• **Stored data entries**:
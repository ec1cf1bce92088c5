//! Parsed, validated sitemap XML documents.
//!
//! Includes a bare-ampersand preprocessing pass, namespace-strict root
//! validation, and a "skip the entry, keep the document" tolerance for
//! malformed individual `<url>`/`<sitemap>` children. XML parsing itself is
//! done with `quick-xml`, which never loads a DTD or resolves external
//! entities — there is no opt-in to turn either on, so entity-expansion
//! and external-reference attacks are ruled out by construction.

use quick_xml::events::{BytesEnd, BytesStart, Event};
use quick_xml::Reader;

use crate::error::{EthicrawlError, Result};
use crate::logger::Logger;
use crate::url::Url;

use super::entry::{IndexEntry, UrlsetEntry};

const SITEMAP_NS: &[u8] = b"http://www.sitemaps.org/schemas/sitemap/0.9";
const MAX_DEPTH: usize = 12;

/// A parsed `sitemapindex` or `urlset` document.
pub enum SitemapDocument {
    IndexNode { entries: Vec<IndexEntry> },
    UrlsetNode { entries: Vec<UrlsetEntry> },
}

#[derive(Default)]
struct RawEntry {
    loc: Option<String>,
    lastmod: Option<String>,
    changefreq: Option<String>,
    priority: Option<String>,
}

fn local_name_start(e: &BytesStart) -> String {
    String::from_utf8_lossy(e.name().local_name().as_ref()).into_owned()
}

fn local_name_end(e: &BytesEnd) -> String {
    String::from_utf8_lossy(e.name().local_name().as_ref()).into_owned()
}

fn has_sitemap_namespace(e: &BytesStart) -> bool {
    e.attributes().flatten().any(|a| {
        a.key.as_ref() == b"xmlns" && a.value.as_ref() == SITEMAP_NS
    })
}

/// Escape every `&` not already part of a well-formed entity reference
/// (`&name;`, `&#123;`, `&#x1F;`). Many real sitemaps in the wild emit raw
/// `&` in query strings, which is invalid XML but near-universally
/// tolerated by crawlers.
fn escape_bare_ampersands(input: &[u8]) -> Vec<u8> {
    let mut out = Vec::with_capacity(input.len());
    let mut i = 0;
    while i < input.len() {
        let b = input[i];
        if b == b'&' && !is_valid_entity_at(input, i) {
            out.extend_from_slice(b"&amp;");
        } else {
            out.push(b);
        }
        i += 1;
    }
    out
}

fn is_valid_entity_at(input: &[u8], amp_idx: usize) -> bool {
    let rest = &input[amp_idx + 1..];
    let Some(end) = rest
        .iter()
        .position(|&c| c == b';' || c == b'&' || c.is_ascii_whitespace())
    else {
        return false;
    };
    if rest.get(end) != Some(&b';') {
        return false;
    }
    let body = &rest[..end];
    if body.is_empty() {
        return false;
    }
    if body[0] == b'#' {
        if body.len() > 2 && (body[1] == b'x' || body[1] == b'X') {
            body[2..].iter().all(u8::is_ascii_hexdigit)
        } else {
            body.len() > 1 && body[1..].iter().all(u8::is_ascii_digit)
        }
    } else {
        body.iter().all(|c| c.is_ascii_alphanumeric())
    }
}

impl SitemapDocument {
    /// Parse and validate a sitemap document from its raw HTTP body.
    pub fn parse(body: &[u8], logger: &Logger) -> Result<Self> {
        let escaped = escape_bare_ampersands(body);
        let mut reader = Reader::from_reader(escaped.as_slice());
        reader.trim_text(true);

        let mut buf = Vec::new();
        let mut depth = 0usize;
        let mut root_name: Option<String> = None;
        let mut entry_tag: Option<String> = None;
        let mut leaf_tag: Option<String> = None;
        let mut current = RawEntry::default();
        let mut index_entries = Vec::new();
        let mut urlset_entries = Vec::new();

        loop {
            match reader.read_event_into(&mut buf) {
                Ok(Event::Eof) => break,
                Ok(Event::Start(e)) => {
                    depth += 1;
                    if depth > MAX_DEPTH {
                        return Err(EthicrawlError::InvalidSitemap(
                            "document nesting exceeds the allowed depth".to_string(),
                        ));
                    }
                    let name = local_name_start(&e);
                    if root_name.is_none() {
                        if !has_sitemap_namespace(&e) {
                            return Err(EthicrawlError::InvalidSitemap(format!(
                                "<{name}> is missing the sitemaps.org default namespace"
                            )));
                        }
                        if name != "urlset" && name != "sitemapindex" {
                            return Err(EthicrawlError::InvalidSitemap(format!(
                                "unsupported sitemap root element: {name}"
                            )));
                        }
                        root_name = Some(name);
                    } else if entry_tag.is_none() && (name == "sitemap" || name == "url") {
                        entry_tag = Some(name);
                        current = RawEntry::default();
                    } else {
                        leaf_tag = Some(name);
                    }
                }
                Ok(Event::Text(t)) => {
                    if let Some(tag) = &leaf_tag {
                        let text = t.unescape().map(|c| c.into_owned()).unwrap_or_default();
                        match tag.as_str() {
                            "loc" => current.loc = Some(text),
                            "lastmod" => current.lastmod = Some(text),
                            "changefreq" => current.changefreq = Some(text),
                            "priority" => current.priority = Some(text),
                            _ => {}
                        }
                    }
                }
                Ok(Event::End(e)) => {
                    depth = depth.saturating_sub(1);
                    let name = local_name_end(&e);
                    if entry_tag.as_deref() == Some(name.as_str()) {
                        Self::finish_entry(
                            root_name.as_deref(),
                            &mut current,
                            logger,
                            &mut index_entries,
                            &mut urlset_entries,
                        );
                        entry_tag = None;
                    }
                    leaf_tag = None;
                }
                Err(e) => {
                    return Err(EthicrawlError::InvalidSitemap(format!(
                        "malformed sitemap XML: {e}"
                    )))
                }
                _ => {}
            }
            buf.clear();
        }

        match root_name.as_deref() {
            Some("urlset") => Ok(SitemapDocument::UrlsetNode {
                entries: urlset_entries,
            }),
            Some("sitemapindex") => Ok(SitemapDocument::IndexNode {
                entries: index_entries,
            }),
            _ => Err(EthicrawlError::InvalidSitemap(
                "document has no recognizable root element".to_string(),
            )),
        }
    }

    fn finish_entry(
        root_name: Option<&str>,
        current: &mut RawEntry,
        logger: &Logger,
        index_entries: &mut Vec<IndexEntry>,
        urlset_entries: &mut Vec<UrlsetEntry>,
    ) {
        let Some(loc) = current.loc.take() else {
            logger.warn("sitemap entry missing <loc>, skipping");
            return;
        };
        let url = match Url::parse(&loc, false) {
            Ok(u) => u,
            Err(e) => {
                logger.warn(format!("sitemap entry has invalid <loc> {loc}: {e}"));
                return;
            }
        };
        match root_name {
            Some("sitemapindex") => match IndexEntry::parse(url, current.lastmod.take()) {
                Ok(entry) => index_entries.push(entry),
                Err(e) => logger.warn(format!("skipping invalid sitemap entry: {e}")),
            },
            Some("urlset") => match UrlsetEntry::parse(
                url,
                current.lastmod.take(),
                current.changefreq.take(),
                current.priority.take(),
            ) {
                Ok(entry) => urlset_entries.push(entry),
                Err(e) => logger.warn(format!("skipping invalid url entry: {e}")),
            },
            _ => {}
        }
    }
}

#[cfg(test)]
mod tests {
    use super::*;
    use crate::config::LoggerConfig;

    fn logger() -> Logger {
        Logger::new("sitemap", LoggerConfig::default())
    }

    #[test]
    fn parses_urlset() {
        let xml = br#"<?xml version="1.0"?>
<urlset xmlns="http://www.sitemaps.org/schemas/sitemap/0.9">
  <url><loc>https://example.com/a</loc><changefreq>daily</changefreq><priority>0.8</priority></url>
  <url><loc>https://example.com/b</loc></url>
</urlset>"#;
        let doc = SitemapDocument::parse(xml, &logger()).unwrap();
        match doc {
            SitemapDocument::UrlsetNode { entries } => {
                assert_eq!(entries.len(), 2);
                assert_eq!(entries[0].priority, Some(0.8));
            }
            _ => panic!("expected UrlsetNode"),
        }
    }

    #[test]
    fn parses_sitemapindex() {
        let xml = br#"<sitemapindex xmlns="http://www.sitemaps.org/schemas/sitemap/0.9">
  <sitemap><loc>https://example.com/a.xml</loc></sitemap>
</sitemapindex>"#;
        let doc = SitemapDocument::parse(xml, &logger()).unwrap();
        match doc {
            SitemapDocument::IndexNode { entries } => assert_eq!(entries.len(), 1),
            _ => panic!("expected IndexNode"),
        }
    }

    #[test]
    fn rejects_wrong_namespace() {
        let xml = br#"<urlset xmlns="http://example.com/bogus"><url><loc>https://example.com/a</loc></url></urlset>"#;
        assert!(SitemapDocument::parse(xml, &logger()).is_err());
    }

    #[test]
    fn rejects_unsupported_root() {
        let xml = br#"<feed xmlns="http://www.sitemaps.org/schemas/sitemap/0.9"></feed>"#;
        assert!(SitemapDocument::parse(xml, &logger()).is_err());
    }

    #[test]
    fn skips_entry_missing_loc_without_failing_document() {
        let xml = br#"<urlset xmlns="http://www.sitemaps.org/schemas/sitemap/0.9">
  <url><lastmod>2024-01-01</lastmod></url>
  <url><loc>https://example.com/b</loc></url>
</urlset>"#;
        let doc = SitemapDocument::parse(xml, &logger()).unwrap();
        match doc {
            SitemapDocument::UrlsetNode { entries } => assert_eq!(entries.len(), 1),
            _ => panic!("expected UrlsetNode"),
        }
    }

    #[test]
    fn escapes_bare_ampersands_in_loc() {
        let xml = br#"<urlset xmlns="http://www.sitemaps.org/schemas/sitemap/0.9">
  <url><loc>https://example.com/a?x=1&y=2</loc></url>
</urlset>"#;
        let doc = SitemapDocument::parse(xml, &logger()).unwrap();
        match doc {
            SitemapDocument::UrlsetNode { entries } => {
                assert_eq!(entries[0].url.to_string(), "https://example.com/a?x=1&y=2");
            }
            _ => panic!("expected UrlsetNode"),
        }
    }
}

==

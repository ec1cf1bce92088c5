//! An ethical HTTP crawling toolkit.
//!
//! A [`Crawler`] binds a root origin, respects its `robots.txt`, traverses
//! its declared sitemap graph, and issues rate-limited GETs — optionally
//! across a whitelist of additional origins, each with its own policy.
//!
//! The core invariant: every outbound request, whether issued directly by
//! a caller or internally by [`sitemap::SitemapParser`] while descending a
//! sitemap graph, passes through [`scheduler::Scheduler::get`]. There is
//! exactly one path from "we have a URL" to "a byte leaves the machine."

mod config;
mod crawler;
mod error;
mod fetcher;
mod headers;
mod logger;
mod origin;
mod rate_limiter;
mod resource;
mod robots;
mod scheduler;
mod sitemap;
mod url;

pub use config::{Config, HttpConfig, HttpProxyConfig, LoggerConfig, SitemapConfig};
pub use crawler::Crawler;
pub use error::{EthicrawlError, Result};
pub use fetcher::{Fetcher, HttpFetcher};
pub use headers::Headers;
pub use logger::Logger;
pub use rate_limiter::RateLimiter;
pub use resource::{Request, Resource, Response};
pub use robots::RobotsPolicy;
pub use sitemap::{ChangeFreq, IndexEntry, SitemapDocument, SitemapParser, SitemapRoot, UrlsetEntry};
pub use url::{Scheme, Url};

• **What you need to do**:
Find out how many lines above hold "else". Write only the number.

• **Task response**:
7